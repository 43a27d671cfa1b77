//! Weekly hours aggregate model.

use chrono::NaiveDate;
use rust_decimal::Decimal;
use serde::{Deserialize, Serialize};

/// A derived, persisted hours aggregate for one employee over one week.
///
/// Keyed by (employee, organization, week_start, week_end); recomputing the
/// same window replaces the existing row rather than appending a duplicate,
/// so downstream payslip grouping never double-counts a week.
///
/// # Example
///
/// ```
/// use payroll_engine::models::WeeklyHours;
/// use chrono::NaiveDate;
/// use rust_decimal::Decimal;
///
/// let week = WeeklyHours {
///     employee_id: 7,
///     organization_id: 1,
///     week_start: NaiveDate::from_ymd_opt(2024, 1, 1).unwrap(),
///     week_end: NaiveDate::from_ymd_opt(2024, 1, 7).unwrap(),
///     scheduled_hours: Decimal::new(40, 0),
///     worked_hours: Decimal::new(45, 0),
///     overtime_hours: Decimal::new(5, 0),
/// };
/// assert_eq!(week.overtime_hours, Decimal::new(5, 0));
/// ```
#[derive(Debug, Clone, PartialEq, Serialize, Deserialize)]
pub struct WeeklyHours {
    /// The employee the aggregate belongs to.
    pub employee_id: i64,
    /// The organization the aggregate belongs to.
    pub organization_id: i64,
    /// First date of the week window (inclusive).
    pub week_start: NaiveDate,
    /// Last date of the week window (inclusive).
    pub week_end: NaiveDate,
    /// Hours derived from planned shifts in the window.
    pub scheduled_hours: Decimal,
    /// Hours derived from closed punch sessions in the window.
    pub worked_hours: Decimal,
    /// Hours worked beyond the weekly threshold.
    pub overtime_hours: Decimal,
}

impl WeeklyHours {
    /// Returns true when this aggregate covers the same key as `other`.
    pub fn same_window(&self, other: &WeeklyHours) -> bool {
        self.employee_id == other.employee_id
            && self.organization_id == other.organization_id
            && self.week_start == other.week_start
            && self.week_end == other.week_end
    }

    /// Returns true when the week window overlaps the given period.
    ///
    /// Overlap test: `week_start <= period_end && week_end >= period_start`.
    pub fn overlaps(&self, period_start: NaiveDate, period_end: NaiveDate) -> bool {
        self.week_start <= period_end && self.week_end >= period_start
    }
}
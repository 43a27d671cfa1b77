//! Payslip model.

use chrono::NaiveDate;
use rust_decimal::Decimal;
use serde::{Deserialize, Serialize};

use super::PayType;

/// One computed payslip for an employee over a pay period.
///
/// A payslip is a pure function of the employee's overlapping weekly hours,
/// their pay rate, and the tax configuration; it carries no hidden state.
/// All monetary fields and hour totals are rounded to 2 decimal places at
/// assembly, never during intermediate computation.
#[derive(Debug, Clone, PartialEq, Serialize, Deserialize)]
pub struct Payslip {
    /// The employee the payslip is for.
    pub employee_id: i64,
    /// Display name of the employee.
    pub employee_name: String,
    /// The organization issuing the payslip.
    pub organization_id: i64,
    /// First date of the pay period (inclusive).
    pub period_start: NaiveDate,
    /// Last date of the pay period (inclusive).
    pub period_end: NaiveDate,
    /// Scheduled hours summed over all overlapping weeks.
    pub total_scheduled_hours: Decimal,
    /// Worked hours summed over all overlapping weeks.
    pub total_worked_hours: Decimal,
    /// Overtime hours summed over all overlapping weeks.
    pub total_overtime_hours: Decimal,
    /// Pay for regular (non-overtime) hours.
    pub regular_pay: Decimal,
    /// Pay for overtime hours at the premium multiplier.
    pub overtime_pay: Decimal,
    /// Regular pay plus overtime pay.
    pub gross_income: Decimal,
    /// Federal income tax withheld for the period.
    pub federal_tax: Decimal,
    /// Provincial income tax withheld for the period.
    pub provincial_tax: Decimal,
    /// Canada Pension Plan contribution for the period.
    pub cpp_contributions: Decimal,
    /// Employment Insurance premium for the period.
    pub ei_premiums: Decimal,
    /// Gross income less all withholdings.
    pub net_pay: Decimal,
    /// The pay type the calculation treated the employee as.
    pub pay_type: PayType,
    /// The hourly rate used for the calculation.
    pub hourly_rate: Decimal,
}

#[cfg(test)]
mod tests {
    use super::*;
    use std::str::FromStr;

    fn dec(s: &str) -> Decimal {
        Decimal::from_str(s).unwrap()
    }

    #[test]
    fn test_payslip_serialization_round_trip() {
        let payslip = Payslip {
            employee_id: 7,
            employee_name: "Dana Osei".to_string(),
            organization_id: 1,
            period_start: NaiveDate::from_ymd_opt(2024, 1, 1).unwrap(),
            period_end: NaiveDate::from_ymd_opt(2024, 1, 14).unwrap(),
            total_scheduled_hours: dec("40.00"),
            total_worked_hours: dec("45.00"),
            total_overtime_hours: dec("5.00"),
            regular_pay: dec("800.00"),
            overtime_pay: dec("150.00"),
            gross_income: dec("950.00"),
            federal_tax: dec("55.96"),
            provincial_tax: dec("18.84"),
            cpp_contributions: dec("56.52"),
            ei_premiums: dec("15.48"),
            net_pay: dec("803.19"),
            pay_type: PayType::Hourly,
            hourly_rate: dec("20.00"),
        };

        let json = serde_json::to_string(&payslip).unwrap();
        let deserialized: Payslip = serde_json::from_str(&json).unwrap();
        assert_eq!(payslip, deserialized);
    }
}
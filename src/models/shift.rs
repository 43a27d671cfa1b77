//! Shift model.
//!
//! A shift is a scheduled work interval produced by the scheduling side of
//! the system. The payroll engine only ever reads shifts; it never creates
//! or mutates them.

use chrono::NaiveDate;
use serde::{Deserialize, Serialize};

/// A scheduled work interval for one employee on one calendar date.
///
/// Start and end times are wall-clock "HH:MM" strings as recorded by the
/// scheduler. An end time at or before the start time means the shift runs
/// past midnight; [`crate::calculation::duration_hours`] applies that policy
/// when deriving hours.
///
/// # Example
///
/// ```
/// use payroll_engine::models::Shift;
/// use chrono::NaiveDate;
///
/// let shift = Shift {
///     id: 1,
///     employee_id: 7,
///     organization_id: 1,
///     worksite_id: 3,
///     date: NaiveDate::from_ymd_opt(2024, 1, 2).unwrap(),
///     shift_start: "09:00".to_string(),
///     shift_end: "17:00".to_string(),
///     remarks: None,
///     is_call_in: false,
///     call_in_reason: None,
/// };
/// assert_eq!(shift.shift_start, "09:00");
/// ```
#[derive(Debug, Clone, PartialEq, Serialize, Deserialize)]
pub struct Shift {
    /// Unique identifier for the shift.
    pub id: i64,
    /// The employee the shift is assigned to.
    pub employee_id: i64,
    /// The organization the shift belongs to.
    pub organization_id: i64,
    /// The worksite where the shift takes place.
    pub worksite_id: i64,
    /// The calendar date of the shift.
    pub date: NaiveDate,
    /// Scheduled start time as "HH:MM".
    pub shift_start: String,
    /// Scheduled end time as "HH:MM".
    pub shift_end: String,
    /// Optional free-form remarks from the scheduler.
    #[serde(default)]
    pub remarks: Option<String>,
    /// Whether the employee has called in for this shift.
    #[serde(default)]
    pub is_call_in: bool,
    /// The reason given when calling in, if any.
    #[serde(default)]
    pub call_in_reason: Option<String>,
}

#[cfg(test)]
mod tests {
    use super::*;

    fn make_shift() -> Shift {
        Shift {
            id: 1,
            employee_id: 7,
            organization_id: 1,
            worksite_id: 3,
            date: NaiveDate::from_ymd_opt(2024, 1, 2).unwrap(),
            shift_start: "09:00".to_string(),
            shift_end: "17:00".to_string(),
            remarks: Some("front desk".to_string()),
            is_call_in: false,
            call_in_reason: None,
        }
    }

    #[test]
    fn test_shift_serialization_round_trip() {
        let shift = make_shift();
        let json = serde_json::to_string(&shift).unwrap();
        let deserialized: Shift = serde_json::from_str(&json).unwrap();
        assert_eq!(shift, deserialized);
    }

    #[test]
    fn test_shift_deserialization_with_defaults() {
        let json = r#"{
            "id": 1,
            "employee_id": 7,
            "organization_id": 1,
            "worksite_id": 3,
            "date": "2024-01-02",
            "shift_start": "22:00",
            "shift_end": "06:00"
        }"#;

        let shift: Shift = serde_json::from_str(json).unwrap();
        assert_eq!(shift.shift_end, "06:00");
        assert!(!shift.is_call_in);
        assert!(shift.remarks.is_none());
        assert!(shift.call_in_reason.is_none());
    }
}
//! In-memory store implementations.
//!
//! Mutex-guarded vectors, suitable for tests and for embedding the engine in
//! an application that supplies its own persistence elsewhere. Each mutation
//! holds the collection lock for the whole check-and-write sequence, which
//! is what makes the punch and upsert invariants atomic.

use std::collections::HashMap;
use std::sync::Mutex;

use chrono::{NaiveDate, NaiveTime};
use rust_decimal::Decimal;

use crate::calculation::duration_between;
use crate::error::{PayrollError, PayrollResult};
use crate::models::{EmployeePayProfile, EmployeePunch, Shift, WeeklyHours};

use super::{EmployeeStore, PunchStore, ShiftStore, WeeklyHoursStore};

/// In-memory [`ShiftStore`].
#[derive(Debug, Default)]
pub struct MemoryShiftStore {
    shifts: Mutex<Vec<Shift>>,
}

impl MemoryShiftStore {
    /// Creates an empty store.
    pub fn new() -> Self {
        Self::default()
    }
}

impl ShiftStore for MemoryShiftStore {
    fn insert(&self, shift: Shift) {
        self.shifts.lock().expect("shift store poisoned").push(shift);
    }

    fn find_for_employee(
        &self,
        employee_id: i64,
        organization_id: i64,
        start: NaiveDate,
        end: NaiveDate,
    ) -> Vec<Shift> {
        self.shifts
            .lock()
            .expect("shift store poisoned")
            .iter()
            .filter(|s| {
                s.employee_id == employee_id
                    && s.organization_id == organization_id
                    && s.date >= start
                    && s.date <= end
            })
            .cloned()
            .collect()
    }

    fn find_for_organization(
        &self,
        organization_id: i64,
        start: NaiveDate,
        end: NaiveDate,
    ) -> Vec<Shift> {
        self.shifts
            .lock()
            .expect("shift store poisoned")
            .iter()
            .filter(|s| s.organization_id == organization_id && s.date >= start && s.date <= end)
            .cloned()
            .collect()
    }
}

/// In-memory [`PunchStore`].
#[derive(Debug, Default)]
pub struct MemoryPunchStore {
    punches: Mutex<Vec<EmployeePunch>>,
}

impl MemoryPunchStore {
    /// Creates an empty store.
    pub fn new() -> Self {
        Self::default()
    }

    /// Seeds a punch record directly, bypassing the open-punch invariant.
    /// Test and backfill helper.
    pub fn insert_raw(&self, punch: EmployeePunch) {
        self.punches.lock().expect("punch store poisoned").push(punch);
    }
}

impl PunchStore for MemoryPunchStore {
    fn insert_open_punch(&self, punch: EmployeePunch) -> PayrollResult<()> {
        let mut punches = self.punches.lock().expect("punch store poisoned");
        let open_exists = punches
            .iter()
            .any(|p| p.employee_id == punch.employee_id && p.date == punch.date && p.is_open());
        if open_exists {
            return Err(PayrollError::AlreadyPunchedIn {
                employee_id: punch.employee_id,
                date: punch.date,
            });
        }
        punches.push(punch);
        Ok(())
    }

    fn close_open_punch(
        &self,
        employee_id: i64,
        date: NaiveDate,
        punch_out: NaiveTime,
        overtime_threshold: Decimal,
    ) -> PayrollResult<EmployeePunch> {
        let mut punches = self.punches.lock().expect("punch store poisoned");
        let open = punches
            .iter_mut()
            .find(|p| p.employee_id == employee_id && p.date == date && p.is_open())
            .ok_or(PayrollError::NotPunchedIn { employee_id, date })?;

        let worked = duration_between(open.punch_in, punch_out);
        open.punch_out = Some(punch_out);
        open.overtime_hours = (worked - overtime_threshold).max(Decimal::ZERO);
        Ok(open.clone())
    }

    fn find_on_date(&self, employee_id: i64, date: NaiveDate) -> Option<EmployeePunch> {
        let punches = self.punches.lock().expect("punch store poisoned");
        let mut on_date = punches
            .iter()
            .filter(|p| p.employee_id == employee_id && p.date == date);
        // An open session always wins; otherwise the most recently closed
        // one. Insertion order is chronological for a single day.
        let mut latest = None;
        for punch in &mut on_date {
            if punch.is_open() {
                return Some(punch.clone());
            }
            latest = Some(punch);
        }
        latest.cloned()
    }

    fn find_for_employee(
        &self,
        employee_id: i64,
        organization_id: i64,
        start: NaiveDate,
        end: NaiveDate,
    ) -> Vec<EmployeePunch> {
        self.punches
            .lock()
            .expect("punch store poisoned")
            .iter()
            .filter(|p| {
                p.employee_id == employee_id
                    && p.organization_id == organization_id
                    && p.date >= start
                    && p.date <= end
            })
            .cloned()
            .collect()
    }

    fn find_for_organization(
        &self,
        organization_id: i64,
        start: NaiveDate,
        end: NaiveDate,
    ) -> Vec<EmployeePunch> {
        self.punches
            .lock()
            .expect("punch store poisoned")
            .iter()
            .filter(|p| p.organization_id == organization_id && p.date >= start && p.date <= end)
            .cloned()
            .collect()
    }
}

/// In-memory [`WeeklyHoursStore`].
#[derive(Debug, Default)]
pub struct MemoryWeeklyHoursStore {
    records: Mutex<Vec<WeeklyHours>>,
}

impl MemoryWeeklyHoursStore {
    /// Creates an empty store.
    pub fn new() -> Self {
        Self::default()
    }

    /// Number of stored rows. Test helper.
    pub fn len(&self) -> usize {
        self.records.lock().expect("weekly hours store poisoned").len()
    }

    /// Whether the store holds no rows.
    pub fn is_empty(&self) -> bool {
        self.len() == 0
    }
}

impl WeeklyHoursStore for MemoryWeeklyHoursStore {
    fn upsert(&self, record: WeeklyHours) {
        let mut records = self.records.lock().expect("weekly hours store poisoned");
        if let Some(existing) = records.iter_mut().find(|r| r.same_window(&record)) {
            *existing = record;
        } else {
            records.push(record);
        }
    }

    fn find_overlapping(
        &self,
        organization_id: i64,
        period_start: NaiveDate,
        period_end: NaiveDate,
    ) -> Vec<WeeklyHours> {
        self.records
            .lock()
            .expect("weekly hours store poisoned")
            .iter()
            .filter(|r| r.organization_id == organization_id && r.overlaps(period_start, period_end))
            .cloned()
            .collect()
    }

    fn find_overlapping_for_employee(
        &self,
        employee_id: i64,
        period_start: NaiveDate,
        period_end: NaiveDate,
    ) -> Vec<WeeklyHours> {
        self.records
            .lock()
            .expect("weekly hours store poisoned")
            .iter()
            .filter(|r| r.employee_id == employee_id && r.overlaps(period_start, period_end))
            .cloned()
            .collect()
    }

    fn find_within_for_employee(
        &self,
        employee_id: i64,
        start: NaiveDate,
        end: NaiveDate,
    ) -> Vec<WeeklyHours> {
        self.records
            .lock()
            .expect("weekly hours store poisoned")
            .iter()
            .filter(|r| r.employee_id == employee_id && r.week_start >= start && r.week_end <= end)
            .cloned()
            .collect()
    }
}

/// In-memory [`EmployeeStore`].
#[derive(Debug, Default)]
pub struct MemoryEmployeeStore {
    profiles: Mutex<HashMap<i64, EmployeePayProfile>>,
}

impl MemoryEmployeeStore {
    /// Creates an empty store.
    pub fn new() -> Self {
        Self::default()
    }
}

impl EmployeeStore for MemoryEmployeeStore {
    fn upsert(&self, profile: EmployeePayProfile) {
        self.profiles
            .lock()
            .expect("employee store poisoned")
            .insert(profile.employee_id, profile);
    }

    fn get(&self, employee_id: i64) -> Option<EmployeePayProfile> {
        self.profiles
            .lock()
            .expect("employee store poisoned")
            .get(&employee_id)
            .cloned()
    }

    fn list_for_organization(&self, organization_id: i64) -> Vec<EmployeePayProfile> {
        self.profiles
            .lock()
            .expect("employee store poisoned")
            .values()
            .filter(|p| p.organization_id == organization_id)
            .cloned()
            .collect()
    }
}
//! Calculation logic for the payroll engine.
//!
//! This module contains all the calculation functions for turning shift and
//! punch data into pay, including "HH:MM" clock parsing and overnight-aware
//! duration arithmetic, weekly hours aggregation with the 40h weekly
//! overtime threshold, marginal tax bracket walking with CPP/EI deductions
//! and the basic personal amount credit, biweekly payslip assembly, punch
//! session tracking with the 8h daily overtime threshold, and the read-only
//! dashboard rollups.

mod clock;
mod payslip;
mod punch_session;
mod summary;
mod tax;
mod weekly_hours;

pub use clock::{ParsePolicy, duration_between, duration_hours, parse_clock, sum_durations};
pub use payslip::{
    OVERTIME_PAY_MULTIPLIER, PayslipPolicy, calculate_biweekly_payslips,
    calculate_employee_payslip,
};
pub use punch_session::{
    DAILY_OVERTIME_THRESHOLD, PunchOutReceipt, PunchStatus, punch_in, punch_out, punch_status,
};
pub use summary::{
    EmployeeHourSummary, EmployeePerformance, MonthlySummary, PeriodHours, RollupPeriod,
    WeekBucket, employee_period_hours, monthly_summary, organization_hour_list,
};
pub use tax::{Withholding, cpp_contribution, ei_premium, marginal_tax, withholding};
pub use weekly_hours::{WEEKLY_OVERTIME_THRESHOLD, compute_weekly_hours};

(TRY IT): Once you have located every line with the word "given" in the material above, list those lines.

(COMPLETED EXERCISE):
    /// Returns true when the week window overlaps the given period.
    /// The reason given when calling in, if any.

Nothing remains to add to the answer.